Divergence theorists, however, refuse to subscribe even to this thesis of partial and delayed convergence. They argue, on the contrary, that national, and in some cases regional, institutional contexts are slow to change, partly because they derive from deep seated beliefs and value systems and partly because major re-distributions of power are involved. More importantly, they argue that change is path dependent. In other words, even when change does occur this can only be understood in relation to the specific social context in which it occurs (Maurice, Sellier & Sivestre, 1986; Poole, 1986). Performance criteria or goals are thus, at any point in time, socially rather than economically or technologically selected so that they first and foremost reflect idiosyncratic principles of local rationality.

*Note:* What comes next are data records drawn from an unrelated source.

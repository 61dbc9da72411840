use bevy::log::{Level, LogPlugin};
use bevy::prelude::*;
use clap::{Args, Parser, Subcommand};
use gridsight::collision::{Polygon, Shape, ShapeGeometry};
use gridsight::components::Agent;
use gridsight::config::{GridSightConfig, load_config, load_config_from};
use gridsight::errors::{GridSightError, GridSightResult};
use gridsight::map::{MapDefinition, TileGrid};
use gridsight::pathfinding::{
    GridAdapter, NoOverlay, OverlayKind, OverlayLog, TraversalEvaluator, find_path,
};
use std::path::{Path, PathBuf};

mod gridsight_cli {
    pub mod cli_utils;
}

use gridsight_cli::cli_utils::*;

#[derive(Parser, Clone)]
#[command(name = "gridsight")]
#[command(about = "Footprint and traversal queries for shaped agents on tile grids")]
struct Cli {
    /// Enable debug logging
    #[arg(long, global = true)]
    verbose: bool,

    /// Config file to use instead of the per-user one
    #[arg(long, global = true)]
    config: Option<PathBuf>,

    #[command(subcommand)]
    command: Command,
}

#[derive(Subcommand, Clone)]
enum Command {
    /// List the grid cells a shape covers at a position
    Footprint(FootprintArgs),
    /// Heuristic and actual cost of a straight move between two cells
    Cost(MoveArgs),
    /// Search for a path between two cells
    Path(MoveArgs),
    /// Generate a random map file
    Generate(GenerateArgs),
    /// Print a summary of a map file
    Info {
        /// Map file (.toml or binary)
        map: PathBuf,
    },
}

#[derive(Args, Clone)]
struct FootprintArgs {
    /// Polygon outline (format: X,Y;X,Y;X,Y); a unit square when omitted
    #[arg(long)]
    vertices: Option<String>,

    /// Position of the shape (format: X,Y)
    #[arg(long, default_value = "0,0")]
    at: String,

    /// Include cells the shape only touches
    #[arg(long)]
    touching: bool,
}

#[derive(Args, Clone)]
struct MoveArgs {
    /// Map file (.toml or binary)
    map: PathBuf,

    /// Start cell (format: X,Y)
    #[arg(long)]
    from: String,

    /// Target cell (format: X,Y)
    #[arg(long)]
    to: String,

    /// Agent outline overriding the map's agent (format: X,Y;X,Y;X,Y)
    #[arg(long)]
    vertices: Option<String>,

    /// Print every sampled position or expanded cell
    #[arg(long)]
    trace: bool,
}

#[derive(Args, Clone)]
struct GenerateArgs {
    /// Output file; `.toml` is written as text, anything else as binary
    output: PathBuf,

    /// Map name
    #[arg(long, default_value = "generated_map")]
    name: String,

    /// Map size in cells (format: WIDTHxHEIGHT)
    #[arg(long, default_value = "32x32")]
    size: String,

    /// Fraction of cells to block (0.0-1.0)
    #[arg(long, default_value = "0.2")]
    density: f32,

    /// Random seed for reproducible generation
    #[arg(long, default_value = "0")]
    seed: u64,
}

fn main() -> GridSightResult<()> {
    let cli = Cli::parse();

    // The app only hosts the log subscriber; it is never run
    let _app = init_logging(cli.verbose);

    let config = match &cli.config {
        Some(path) => load_config_from(path)?,
        None => load_config(),
    };

    match cli.command {
        Command::Footprint(args) => footprint(&args),
        Command::Cost(args) => cost(&args, &config),
        Command::Path(args) => path(&args, &config),
        Command::Generate(args) => generate(&args),
        Command::Info { map } => info(&map),
    }
}

fn init_logging(verbose: bool) -> App {
    let level = if verbose { Level::DEBUG } else { Level::WARN };
    let mut app = App::new();
    app.add_plugins(LogPlugin {
        level,
        filter: format!("wgpu=error,gridsight={level}").to_lowercase(),
        ..default()
    });
    app
}

fn custom_shape(vertices: Option<&str>) -> GridSightResult<Option<Shape>> {
    vertices
        .map(|outline| parse_vertices(outline).map(|v| Shape::from(Polygon::new(v))))
        .transpose()
}

fn footprint(args: &FootprintArgs) -> GridSightResult<()> {
    let shape = custom_shape(args.vertices.as_deref())?.unwrap_or_else(Shape::unit_square);
    let agent = Agent::new(parse_point(&args.at)?, shape);
    let cells = agent.covered_cells(!args.touching);

    println!(
        "{} cells covered at ({}, {}):",
        cells.len(),
        agent.position.x,
        agent.position.y
    );
    for cell in cells {
        println!("  {},{}", cell.x, cell.y);
    }
    Ok(())
}

/// Load the map, its grid and the agent for a move query
fn load_move(args: &MoveArgs) -> GridSightResult<(TileGrid, Agent, IVec2, IVec2)> {
    let map = MapDefinition::load_from_file(&args.map)?;
    let grid = map.to_grid()?;
    let from = parse_cell(&args.from)?;
    let to = parse_cell(&args.to)?;

    let agent = match custom_shape(args.vertices.as_deref())? {
        Some(shape) => Agent::new(from.as_vec2(), shape),
        None => map.agent_at(from.as_vec2())?,
    };

    for cell in [from, to] {
        if !grid.in_bounds_cell(cell) {
            return Err(GridSightError::InvalidInput {
                reason: format!(
                    "Cell {},{} is outside the {}x{} map",
                    cell.x,
                    cell.y,
                    grid.width(),
                    grid.height()
                ),
            });
        }
    }

    Ok((grid, agent, from, to))
}

fn cost(args: &MoveArgs, config: &GridSightConfig) -> GridSightResult<()> {
    let (grid, agent, from, to) = load_move(args)?;
    let evaluator = TraversalEvaluator::new(config.traversal.clone());

    let heuristic = evaluator.heuristic_cost(&grid, &agent, from, to);
    let mut log = OverlayLog::new();
    let actual = evaluator.actual_cost_traced(&grid, &agent, from, to, &mut log);

    println!("Heuristic cost: {heuristic:.4}");
    match actual {
        Some(actual) => println!("Actual cost: {actual:.4}"),
        None => println!("Actual cost: unreachable"),
    }

    if args.trace {
        println!("Sampled positions:");
        for position in log.positions(OverlayKind::Sample) {
            println!("  {:.4},{:.4}", position.x, position.y);
        }
    }
    Ok(())
}

fn path(args: &MoveArgs, config: &GridSightConfig) -> GridSightResult<()> {
    let (grid, agent, from, to) = load_move(args)?;
    let evaluator = TraversalEvaluator::new(config.traversal.clone());

    let mut log = OverlayLog::new();
    let result = if args.trace {
        find_path(&grid, &agent, from, to, &evaluator, &config.search, &mut log)
    } else {
        find_path(&grid, &agent, from, to, &evaluator, &config.search, &mut NoOverlay)
    };

    let Some(found) = result else {
        println!("No path from {},{} to {},{}", from.x, from.y, to.x, to.y);
        return Ok(());
    };

    println!(
        "Path of {} cells, cost {:.4}:",
        found.cells.len(),
        found.cost
    );
    for cell in &found.cells {
        println!("  {},{}", cell.x, cell.y);
    }

    if args.trace {
        println!("Expanded {} cells:", log.count(OverlayKind::Expanded));
        for position in log.positions(OverlayKind::Expanded) {
            println!("  {},{}", position.x, position.y);
        }
    }
    Ok(())
}

fn generate(args: &GenerateArgs) -> GridSightResult<()> {
    let (width, height) = parse_size(&args.size)?;
    let density = validate_density(args.density);

    let map = MapDefinition::random(args.name.clone(), width, height, density, args.seed)?;
    map.save_to_file(&args.output)?;

    println!("Map saved successfully to: {}", args.output.display());
    print_map_summary(&map)
}

fn info(path: &Path) -> GridSightResult<()> {
    let map = MapDefinition::load_from_file(path)?;
    print_map_summary(&map)
}

fn print_map_summary(map: &MapDefinition) -> GridSightResult<()> {
    let grid = map.to_grid()?;
    let agent = map.agent_at(Vec2::ZERO)?;
    let blocked = grid.blocked_count();
    let total = grid.tiles().len();

    println!("\nMap summary:");
    println!("  Name: {}", map.name);
    println!("  Size: {}x{} ({} cells)", map.width, map.height, total);
    println!(
        "  Blocked: {} cells ({:.1}%)",
        blocked,
        (blocked as f32 / total as f32) * 100.0
    );
    println!(
        "  Agent: {} with {} vertices, extent {}x{}",
        agent.shape.variant_name(),
        agent.shape.vertices().len(),
        agent.extent().x,
        agent.extent().y
    );
    Ok(())
}
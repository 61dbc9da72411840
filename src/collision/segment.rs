//! Directed line segments and their projections

use crate::collision::ProjectedInterval;
use bevy::prelude::*;

/// A directed segment from `start` to `end`.
///
/// Derived quantities are computed once at construction; a segment never changes afterwards.
#[derive(Debug, Clone, Copy, PartialEq)]
pub struct Segment {
    start: Vec2,
    end: Vec2,
    delta: Vec2,
    length_squared: f32,
    length: f32,
    normal: Vec2,
}

impl Segment {
    pub fn new(start: Vec2, end: Vec2) -> Self {
        let delta = end - start;
        let length_squared = delta.length_squared();
        Self {
            start,
            end,
            delta,
            length_squared,
            length: length_squared.sqrt(),
            normal: Vec2::new(-delta.y, delta.x),
        }
    }

    pub fn start(&self) -> Vec2 {
        self.start
    }

    pub fn end(&self) -> Vec2 {
        self.end
    }

    /// `end - start`
    pub fn delta(&self) -> Vec2 {
        self.delta
    }

    pub fn length_squared(&self) -> f32 {
        self.length_squared
    }

    pub fn length(&self) -> f32 {
        self.length
    }

    /// Left-hand perpendicular of the segment, not normalized
    pub fn normal(&self) -> Vec2 {
        self.normal
    }

    /// Project this segment, translated by `offset`, onto `axis`.
    ///
    /// The endpoint order is preserved: the interval's `start` is the projection of this
    /// segment's `start` even when it is the larger of the two.
    pub fn project_onto_axis(&self, offset: Vec2, axis: Vec2) -> ProjectedInterval {
        ProjectedInterval::new(
            axis,
            (self.start + offset).dot(axis),
            (self.end + offset).dot(axis),
        )
    }
}
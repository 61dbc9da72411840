//! Reference grid search driving the traversal costs through [`SearchGrid`]
//!
//! This is an ordinary 8-connected A*, used by the command line tool and the tests to
//! exercise the cost callbacks exactly the way an external pathfinder would.

use crate::components::Agent;
use crate::pathfinding::grid_adapter::SearchGrid;
use crate::pathfinding::overlay::OverlaySink;
use crate::pathfinding::traversal::TraversalEvaluator;
use crate::pathfinding::SearchConfig;
use bevy::prelude::*;
use pathfinding::prelude::astar;

/// A sequence of cells from start to goal and the total traversal cost
#[derive(Debug, Clone, PartialEq)]
pub struct GridPath {
    pub cells: Vec<IVec2>,
    pub cost: f32,
}

/// Find a path for `agent` from `start` to `goal` with A*.
///
/// Successors come from [`SearchGrid::neighbors_with_footprint`] with the evaluator's footprint
/// strictness and are kept only when the evaluator's actual cost is finite; the evaluator's
/// heuristic guides the search. Costs are scaled by the search's cost resolution into `u64`.
pub fn find_path<G: SearchGrid + ?Sized>(
    grid: &G,
    agent: &Agent,
    start: IVec2,
    goal: IVec2,
    evaluator: &TraversalEvaluator,
    config: &SearchConfig,
    overlay: &mut dyn OverlaySink,
) -> Option<GridPath> {
    let strict = evaluator.config.strict_footprint;
    let start_clear = grid.footprint_clear(agent, start, strict);
    let goal_clear = grid.footprint_clear(agent, goal, strict);
    if !start_clear || !goal_clear {
        warn!(
            "Pathfinding failed: start_clear={}, goal_clear={}",
            start_clear, goal_clear
        );
        return None;
    }

    let resolution = f64::from(config.cost_resolution.get());
    debug!(
        "Pathfinding: ({}, {}) -> ({}, {})",
        start.x, start.y, goal.x, goal.y
    );

    let (cells, _) = astar(
        &start,
        |&cell| {
            grid.on_expand(cell, &mut *overlay);
            grid.neighbors_with_footprint(agent, cell, strict)
                .into_iter()
                .filter_map(|next| {
                    evaluator
                        .actual_cost(grid, agent, cell, next)
                        .map(|cost| (next, (f64::from(cost) * resolution).ceil() as u64))
                })
                .collect::<Vec<_>>()
        },
        |&cell| {
            let estimate = evaluator.heuristic_cost(grid, agent, cell, goal);
            (f64::from(estimate) * resolution).floor() as u64
        },
        |&cell| cell == goal,
    )?;

    let cost = cells
        .windows(2)
        .map(|pair| (pair[1] - pair[0]).as_vec2().length())
        .sum();

    debug!(
        "Pathfinding success: {} cells, cost {:.3}",
        cells.len(),
        cost
    );

    Some(GridPath { cells, cost })
}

Convergence of management systems can therefore only take place if supranational institutions are able to superimpose their influence across national contexts. Increasingly, it is being argued that that is what is taking place in the case of the European Union (Brewster, 1994). That is, there is an argument for an institutionally driven convergence of HRM practices taking place within Europe. In summary, and in broad terms, therefore, we may observe that in addition to the divergence thesis there are two distinct versions of the convergence thesis. On the one hand there is the traditional version of the convergence thesis that contends that convergence of HRM practices is driven by market and technological forces making changes in the USA a harbinger of trends elsewhere. On the other hand there is a newer, institutional, version that argues that institutionally driven convergence is taking place within the context of the EU. There is an ongoing debate between these two viewpoints (Brewster 1999). We now examine these two models in more detail, prior to presenting the divergence thesis applied specifically to the European context.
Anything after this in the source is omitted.